*** DATA PROVIDED
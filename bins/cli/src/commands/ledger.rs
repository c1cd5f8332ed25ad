//! Ledger command handlers over a file-backed session.

use crate::commands::parse_event_lines;
use crate::error::{CliError, ExitCode};
use crate::format::{OutputMode, pretty_json, push_ndjson};
use crate::{CliOutput, format_fields_text, log_info};
use insights_diag_infra::{
    MemoryLogSink, ValidatedDiagnosticsConfig, run_ledger_confirm, run_ledger_enqueue,
    run_ledger_report, run_ledger_reset, run_ledger_status,
};
use serde_json::Value;
use std::path::Path;
use std::sync::Arc;

/// Ledger subcommand.
#[derive(Debug, Clone, Copy, PartialEq, Eq)]
pub enum LedgerAction {
    Status,
    Enqueue(u64),
    Confirm(u64),
    Report,
    Reset,
}

impl LedgerAction {
    const fn kind(self) -> &'static str {
        match self {
            Self::Status => "ledger.status",
            Self::Enqueue(_) => "ledger.enqueue",
            Self::Confirm(_) => "ledger.confirm",
            Self::Report => "ledger.report",
            Self::Reset => "ledger.reset",
        }
    }
}

/// Run a ledger subcommand against `session_path`.
pub fn run_ledger(
    mode: OutputMode,
    config: &ValidatedDiagnosticsConfig,
    session_path: &Path,
    action: LedgerAction,
) -> Result<CliOutput, CliError> {
    let events = Arc::new(MemoryLogSink::new());
    let mut stderr = String::new();
    log_info(
        &mut stderr,
        &format!("session file: {}", session_path.display()),
        mode.no_progress,
    );

    let result: Value = match action {
        LedgerAction::Status => serde_json::to_value(run_ledger_status(session_path, config)?)?,
        LedgerAction::Enqueue(count) => serde_json::to_value(run_ledger_enqueue(
            session_path,
            config,
            count,
            events.clone(),
        )?)?,
        LedgerAction::Confirm(count) => serde_json::to_value(run_ledger_confirm(
            session_path,
            config,
            count,
            events.clone(),
        )?)?,
        LedgerAction::Report => {
            serde_json::to_value(run_ledger_report(session_path, config, events.clone())?)?
        },
        LedgerAction::Reset => {
            run_ledger_reset(session_path)?;
            serde_json::json!({ "reset": true })
        },
    };
    let lines = events.take();

    let stdout = if mode.is_ndjson() {
        let mut out = String::new();
        for event in parse_event_lines(&lines)? {
            push_ndjson(&mut out, "event", event)?;
        }
        push_ndjson(
            &mut out,
            "summary",
            serde_json::json!({ "status": "ok", "kind": action.kind(), "result": result }),
        )?;
        out
    } else if mode.is_json() {
        pretty_json(&serde_json::json!({
            "status": "ok",
            "kind": action.kind(),
            "result": result,
            "events": parse_event_lines(&lines)?,
        }))?
    } else {
        let mut out = String::from("status: ok\n");
        out.push_str(&format_fields_text(&result));
        if !lines.is_empty() {
            out.push_str("events:\n");
            for line in &lines {
                out.push_str("  ");
                out.push_str(line);
            }
        }
        out
    };

    Ok(CliOutput {
        stdout,
        stderr,
        exit_code: ExitCode::Ok,
    })
}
******
### INSTRUCTIONS FOR THE TASK
Please return all of the entries above, exactly and completely.

### REPLY
filename bins/cli/src/commands/ledger.rs
repository c1cd5f8332ed25ad
//! Ledger command handlers over a file-backed session.

use crate::commands::parse_event_lines;
use crate::error::{CliError, ExitCode};
use crate::format::{OutputMode, pretty_json, push_ndjson};
use crate::{CliOutput, format_fields_text, log_info};
use insights_diag_infra::{
    MemoryLogSink, ValidatedDiagnosticsConfig, run_ledger_confirm, run_ledger_enqueue,
    run_ledger_report, run_ledger_reset, run_ledger_status,
};
use serde_json::Value;
use std::path::Path;
use std::sync::Arc;

/// Ledger subcommand.
#[derive(Debug, Clone, Copy, PartialEq, Eq)]
pub enum LedgerAction {
    Status,
    Enqueue(u64),
    Confirm(u64),
    Report,
    Reset,
}

impl LedgerAction {
    const fn kind(self) -> &'static str {
        match self {
            Self::Status => "ledger.status",
            Self::Enqueue(_) => "ledger.enqueue",
            Self::Confirm(_) => "ledger.confirm",
            Self::Report => "ledger.report",
            Self::Reset => "ledger.reset",
        }
    }
}

/// Run a ledger subcommand against `session_path`.
pub fn run_ledger(
    mode: OutputMode,
    config: &ValidatedDiagnosticsConfig,
    session_path: &Path,
    action: LedgerAction,
) -> Result<CliOutput, CliError> {
    let events = Arc::new(MemoryLogSink::new());
    let mut stderr = String::new();
    log_info(
        &mut stderr,
        &format!("session file: {}", session_path.display()),
        mode.no_progress,
    );

    let result: Value = match action {
        LedgerAction::Status => serde_json::to_value(run_ledger_status(session_path, config)?)?,
        LedgerAction::Enqueue(count) => serde_json::to_value(run_ledger_enqueue(
            session_path,
            config,
            count,
            events.clone(),
        )?)?,
        LedgerAction::Confirm(count) => serde_json::to_value(run_ledger_confirm(
            session_path,
            config,
            count,
            events.clone(),
        )?)?,
        LedgerAction::Report => {
            serde_json::to_value(run_ledger_report(session_path, config, events.clone())?)?
        },
        LedgerAction::Reset => {
            run_ledger_reset(session_path)?;
            serde_json::json!({ "reset": true })
        },
    };
    let lines = events.take();

    let stdout = if mode.is_ndjson() {
        let mut out = String::new();
        for event in parse_event_lines(&lines)? {
            push_ndjson(&mut out, "event", event)?;
        }
        push_ndjson(
            &mut out,
            "summary",
            serde_json::json!({ "status": "ok", "kind": action.kind(), "result": result }),
        )?;
        out
    } else if mode.is_json() {
        pretty_json(&serde_json::json!({
            "status": "ok",
            "kind": action.kind(),
            "result": result,
            "events": parse_event_lines(&lines)?,
        }))?
    } else {
        let mut out = String::from("status: ok\n");
        out.push_str(&format_fields_text(&result));
        if !lines.is_empty() {
            out.push_str("events:\n");
            for line in &lines {
                out.push_str("  ");
                out.push_str(line);
            }
        }
        out
    };

    Ok(CliOutput {
        stdout,
        stderr,
        exit_code: ExitCode::Ok,
    })
}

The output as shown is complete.